Rather than featuring a single character in a the 32-page monthly comic book, that needs a complete independent story every month, and sinks or swims on its own, the Japanese market produces anthology magazines that feature the adventures of several regular characters and contain hundreds of pages, weekly, bi-weekly or monthly. This is a method that both helps a popular feature develop a large fan base and allows a slow-burner to gather momentum over time. The characters do not feature in their own volumes, or graphic novels, until they have developed a fan base. The Japanese anthology format is actually very like standard British comics, same cheap newsprint paper with a colour cover (better quality than the old British covers) and the odd colour pages inside, but Mandy, Bunty, Judy, etc, all merged together with some characters dropped and others given more pages. The anthology YKK appeared in can contain almost 1,000 pages, with very few adverts, and sells for just a couple of pounds. And of course the characters are owned by their creators rather than by IPC and DC Thomson.


Yokohama Kaidashi Kikou is often abbreviated to YKK or known as Quiet Country Café, Cafe Alpha or by its more literal translation as Record of a Yokohama Shopping Trip. The story, all 14 volumes of it, ran in Kodansha's Afternoon magazine from 1994 through to 2006.

I'm pretty sure it was Dirk Deppey who pointed a bunch of us at it and it is the work I consider most influential in my conversion to a fan of wider range of manga. It wasn't so much the story, which I came to enjoy, or the artwork, of which my appreciation grew, but the pace of the story I immediately enjoyed. There was something tranquil about its leisurely pace that appealed to me. I actually sought out similar works and I was surprised to find posters online suggesting similarly slowly-paced stories because it was not really a quality I had ever even considered a quality before.

In 2007, Yokohama Kaidashi Kikou won the Seiun Award for best science fiction comic. At the heart of the story, you see, is a small humanoid robot, an android, called Alpha Hatsuseno, looking after a cafe, Cafe Alpha, on Japan's Miura Peninsula, on a planet that has suffered an environmental disaster that has seen sea levels rise dramatically and the human population largely disappear, in a time regarded as the Twilight of the Human Age, and she, an immortal, is waiting for her maker, the man who owns her, to return.
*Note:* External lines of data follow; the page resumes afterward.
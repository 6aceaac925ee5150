use chrono::{DateTime, Utc};
use serde::Serialize;

use crate::currency::DEFAULT_CURRENCY_CODE;
use crate::session::SessionContext;
use crate::stock::StockPayload;

pub const DEFAULT_PRODUCT_ID: &str = "default-product-id";
pub const DEFAULT_ORGANIZATION_ID: &str = "default-org-id";

/// In-progress user input for a new stock item. Numeric fields stay
/// strings; [`StockDraft::with_change`] guarantees they are always
/// either empty or numeric-parseable.
#[derive(Debug, Clone, PartialEq, Serialize)]
pub struct StockDraft {
    pub name: String,
    pub buying_price: String,
    pub selling_price: String,
    pub quantity: String,
    pub currency_code: String,
    pub product_id: String,
    pub organization_id: String,
}

/// One user edit to a single draft field.
#[derive(Debug, Clone, PartialEq)]
pub enum FieldChange {
    Name(String),
    BuyingPrice(String),
    SellingPrice(String),
    Quantity(String),
    CurrencyCode(String),
    ProductId(String),
    OrganizationId(String),
}

#[derive(Debug, Clone, Copy, PartialEq, Eq, Hash)]
pub enum Field {
    Name,
    BuyingPrice,
    SellingPrice,
    Quantity,
    CurrencyCode,
    ProductId,
    OrganizationId,
}

pub const FIELDS: &[Field] = &[
    Field::Name,
    Field::BuyingPrice,
    Field::SellingPrice,
    Field::Quantity,
    Field::CurrencyCode,
    Field::ProductId,
    Field::OrganizationId,
];

fn numeric_text(value: &str) -> bool {
    value.is_empty() || value.parse::<f64>().map(f64::is_finite).unwrap_or(false)
}

// `Number(value) || 1` in the source form: empty, non-numeric, and
// zero all coerce to 1 before stepping.
fn stepper_base(value: &str) -> f64 {
    match value.parse::<f64>() {
        Ok(parsed) if parsed.is_finite() && parsed != 0.0 => parsed,
        _ => 1.0,
    }
}

fn price_rule(value: &str) -> Option<&'static str> {
    if value.is_empty() {
        Some("Price is required")
    } else if !value.parse::<f64>().map(f64::is_finite).unwrap_or(false) {
        Some("Must be a number")
    } else {
        None
    }
}

impl StockDraft {
    /// Defaults applied whenever the form opens: quantity 1, the
    /// default currency, and the organization id from the session when
    /// present.
    pub fn new(session: &SessionContext) -> Self {
        Self {
            name: String::new(),
            buying_price: String::new(),
            selling_price: String::new(),
            quantity: "1".to_string(),
            currency_code: DEFAULT_CURRENCY_CODE.to_string(),
            product_id: DEFAULT_PRODUCT_ID.to_string(),
            organization_id: session
                .organization_id
                .clone()
                .unwrap_or_else(|| DEFAULT_ORGANIZATION_ID.to_string()),
        }
    }

    /// Pure field transition. Price and quantity edits that would make
    /// the field non-numeric and non-empty are dropped at this point,
    /// not at validation time.
    pub fn with_change(&self, change: FieldChange) -> StockDraft {
        let mut next = self.clone();

        match change {
            FieldChange::Name(value) => next.name = value,
            FieldChange::BuyingPrice(value) => {
                if numeric_text(&value) {
                    next.buying_price = value;
                }
            }
            FieldChange::SellingPrice(value) => {
                if numeric_text(&value) {
                    next.selling_price = value;
                }
            }
            FieldChange::Quantity(value) => {
                if numeric_text(&value) {
                    next.quantity = value;
                }
            }
            FieldChange::CurrencyCode(value) => next.currency_code = value,
            FieldChange::ProductId(value) => next.product_id = value,
            FieldChange::OrganizationId(value) => next.organization_id = value,
        }

        next
    }

    /// Quantity stepper, upward. No upper bound.
    pub fn with_quantity_incremented(&self) -> StockDraft {
        let mut next = self.clone();
        next.quantity = format!("{}", stepper_base(&self.quantity) + 1.0);
        next
    }

    /// Quantity stepper, downward. Clamped to a floor of 1.
    pub fn with_quantity_decremented(&self) -> StockDraft {
        let mut next = self.clone();
        next.quantity = format!("{}", (stepper_base(&self.quantity) - 1.0).max(1.0));
        next
    }

    /// Field-level rule evaluation. `None` means the field passes.
    pub fn validate(&self, field: Field) -> Option<&'static str> {
        match field {
            Field::Name => {
                if self.name.is_empty() {
                    Some("Product name is required")
                } else {
                    None
                }
            }
            Field::BuyingPrice => price_rule(&self.buying_price),
            Field::SellingPrice => price_rule(&self.selling_price),
            Field::Quantity => {
                if self.quantity.is_empty() {
                    Some("Quantity is required")
                } else {
                    match self.quantity.parse::<f64>() {
                        Ok(parsed) if parsed.is_finite() && parsed.fract() == 0.0 && parsed >= 1.0 => {
                            None
                        }
                        _ => Some("Must be at least 1"),
                    }
                }
            }
            Field::CurrencyCode => {
                if self.currency_code.is_empty() {
                    Some("Currency is required")
                } else {
                    None
                }
            }
            Field::ProductId => {
                if self.product_id.is_empty() {
                    Some("Product ID is required")
                } else {
                    None
                }
            }
            Field::OrganizationId => {
                if self.organization_id.is_empty() {
                    Some("Organization ID is required")
                } else {
                    None
                }
            }
        }
    }

    /// Every failing field with its inline message, in field order.
    pub fn field_errors(&self) -> Vec<(Field, &'static str)> {
        FIELDS
            .iter()
            .filter_map(|field| self.validate(*field).map(|message| (*field, message)))
            .collect()
    }

    /// The submit affordance is enabled exactly when this holds.
    pub fn is_submittable(&self) -> bool {
        FIELDS.iter().all(|field| self.validate(*field).is_none())
    }

    /// One-way transformation into the submission body. `None` when
    /// any field still fails its rule.
    pub fn to_payload(&self, date_created: DateTime<Utc>) -> Option<StockPayload> {
        if !self.is_submittable() {
            return None;
        }

        Some(StockPayload {
            name: self.name.clone(),
            buying_price: self.buying_price.parse().ok()?,
            selling_price: self.selling_price.parse().ok()?,
            quantity: self.quantity.parse::<f64>().ok()? as u32,
            currency_code: self.currency_code.clone(),
            product_id: self.product_id.clone(),
            organization_id: self.organization_id.clone(),
            date_created,
        })
    }
}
That is the overriding arch, but the story largely depicts Alpha either alone, deep in thought, with the occasional customer, making coffee, taking photographs, or on trips through the countryside or into Yokohama for supplies. Whole chapters of the story have very little or no dialogue and can be taken up with Alpha just relaxing or sight-seeing, or taking photographs. It is an essay in enjoying the childlike wonder of everyday life, and as the children from the area do what Alpha cannot do, grow old and move away, the story evokes the tradition of mono no aware.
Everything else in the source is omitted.